Stored data entries:
* * * *
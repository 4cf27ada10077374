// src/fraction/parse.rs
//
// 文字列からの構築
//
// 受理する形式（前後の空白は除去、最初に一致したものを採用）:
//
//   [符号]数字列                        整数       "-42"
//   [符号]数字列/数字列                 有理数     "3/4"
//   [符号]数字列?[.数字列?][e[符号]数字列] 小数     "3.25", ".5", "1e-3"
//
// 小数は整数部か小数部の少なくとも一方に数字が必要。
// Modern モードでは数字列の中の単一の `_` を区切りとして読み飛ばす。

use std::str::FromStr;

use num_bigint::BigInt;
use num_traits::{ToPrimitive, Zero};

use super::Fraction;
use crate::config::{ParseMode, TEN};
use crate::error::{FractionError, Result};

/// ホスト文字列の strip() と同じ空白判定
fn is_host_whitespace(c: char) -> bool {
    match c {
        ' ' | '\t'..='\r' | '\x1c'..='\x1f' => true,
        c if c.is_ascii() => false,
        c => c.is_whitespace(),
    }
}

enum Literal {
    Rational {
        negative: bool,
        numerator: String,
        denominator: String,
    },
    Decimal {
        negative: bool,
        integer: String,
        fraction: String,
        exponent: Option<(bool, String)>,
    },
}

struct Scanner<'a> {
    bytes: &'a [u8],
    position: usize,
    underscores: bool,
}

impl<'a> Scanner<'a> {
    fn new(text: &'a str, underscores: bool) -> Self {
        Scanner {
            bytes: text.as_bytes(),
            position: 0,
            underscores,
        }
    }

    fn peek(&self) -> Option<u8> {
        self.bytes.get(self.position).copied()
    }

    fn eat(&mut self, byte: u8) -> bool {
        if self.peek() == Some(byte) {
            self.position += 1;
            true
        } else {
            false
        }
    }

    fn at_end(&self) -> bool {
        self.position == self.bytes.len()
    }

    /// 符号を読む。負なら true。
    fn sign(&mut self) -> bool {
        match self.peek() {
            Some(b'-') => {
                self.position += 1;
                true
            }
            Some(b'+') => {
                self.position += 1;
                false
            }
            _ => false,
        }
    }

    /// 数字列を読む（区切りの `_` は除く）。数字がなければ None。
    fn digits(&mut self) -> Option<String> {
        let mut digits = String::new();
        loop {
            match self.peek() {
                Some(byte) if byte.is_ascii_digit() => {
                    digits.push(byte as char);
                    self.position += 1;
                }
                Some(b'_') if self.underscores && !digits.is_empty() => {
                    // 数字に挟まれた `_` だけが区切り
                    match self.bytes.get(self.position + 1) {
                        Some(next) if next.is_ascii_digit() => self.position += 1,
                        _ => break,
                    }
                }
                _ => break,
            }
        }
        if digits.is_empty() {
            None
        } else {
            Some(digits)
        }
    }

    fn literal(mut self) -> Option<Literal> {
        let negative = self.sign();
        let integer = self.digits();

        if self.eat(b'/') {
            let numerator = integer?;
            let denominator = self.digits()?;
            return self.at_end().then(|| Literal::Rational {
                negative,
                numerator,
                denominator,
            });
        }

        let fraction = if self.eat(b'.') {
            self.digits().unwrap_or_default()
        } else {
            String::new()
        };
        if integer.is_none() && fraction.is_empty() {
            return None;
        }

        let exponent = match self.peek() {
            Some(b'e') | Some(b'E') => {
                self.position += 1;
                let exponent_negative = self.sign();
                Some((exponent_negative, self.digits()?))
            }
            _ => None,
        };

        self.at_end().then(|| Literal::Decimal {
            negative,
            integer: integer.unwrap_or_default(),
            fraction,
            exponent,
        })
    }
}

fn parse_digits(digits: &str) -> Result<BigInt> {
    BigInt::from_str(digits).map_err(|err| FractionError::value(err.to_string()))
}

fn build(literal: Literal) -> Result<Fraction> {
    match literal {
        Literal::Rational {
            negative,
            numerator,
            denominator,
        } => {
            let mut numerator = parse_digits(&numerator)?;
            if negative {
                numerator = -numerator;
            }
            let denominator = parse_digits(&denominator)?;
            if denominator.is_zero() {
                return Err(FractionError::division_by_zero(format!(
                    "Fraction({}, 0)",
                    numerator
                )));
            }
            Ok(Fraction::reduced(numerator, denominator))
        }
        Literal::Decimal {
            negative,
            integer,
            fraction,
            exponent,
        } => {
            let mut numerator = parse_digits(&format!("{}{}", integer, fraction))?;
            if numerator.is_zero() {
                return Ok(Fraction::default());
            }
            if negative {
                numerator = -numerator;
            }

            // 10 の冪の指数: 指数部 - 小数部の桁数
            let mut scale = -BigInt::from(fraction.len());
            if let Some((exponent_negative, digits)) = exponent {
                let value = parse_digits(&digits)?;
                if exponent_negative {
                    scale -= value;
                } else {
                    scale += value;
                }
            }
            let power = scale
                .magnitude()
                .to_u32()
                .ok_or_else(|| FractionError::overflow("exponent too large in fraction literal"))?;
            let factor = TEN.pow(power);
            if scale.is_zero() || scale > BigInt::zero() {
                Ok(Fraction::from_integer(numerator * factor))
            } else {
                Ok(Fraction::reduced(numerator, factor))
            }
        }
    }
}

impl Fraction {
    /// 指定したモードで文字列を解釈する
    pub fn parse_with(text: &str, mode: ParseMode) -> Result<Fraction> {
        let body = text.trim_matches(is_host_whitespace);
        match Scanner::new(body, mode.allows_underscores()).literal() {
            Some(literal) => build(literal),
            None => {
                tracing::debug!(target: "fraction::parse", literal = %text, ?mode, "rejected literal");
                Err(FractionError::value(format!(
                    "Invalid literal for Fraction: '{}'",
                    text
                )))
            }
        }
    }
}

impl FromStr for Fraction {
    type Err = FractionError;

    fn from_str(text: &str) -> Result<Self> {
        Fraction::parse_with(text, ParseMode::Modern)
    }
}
* * * *
* **EXERCISE DIRECTIONS**
Nothing but a number belongs in the answer: the number of lines above that contain "char".

* **WRITTEN REPLY**
2